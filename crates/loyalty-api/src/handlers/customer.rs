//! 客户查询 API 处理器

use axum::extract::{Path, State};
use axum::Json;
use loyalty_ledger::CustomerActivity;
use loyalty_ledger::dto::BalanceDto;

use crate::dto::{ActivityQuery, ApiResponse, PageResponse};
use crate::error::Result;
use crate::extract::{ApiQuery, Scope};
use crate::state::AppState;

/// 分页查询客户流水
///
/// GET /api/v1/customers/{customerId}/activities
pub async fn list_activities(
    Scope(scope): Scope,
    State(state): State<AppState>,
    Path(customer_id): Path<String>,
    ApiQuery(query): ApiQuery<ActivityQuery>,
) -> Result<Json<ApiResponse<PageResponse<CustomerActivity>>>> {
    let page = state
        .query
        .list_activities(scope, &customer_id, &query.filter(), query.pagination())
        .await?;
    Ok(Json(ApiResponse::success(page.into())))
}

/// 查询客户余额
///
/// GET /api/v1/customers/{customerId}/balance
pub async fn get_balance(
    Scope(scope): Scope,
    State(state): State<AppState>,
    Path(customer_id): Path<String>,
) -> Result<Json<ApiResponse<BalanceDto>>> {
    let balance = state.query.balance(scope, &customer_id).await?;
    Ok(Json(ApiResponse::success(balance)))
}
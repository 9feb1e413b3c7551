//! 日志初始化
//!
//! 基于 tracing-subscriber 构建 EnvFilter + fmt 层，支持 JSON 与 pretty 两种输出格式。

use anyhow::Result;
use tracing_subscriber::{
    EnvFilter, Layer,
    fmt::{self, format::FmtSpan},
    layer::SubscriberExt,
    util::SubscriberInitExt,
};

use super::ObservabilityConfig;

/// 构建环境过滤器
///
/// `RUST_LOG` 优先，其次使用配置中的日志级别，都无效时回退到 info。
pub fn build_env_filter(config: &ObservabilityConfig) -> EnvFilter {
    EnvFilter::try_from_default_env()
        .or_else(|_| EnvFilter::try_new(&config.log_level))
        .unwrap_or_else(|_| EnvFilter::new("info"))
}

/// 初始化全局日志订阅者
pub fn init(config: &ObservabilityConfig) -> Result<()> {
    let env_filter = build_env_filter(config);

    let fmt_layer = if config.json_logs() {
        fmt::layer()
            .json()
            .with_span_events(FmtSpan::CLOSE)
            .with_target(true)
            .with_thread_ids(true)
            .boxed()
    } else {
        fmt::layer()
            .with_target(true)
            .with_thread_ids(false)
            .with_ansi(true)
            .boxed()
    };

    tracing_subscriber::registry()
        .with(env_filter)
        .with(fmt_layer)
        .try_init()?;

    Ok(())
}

####

• The task
Based on the records above, how many lines hold the string "FmtSpan"? Answer with the number by itself.

• Problem solution
2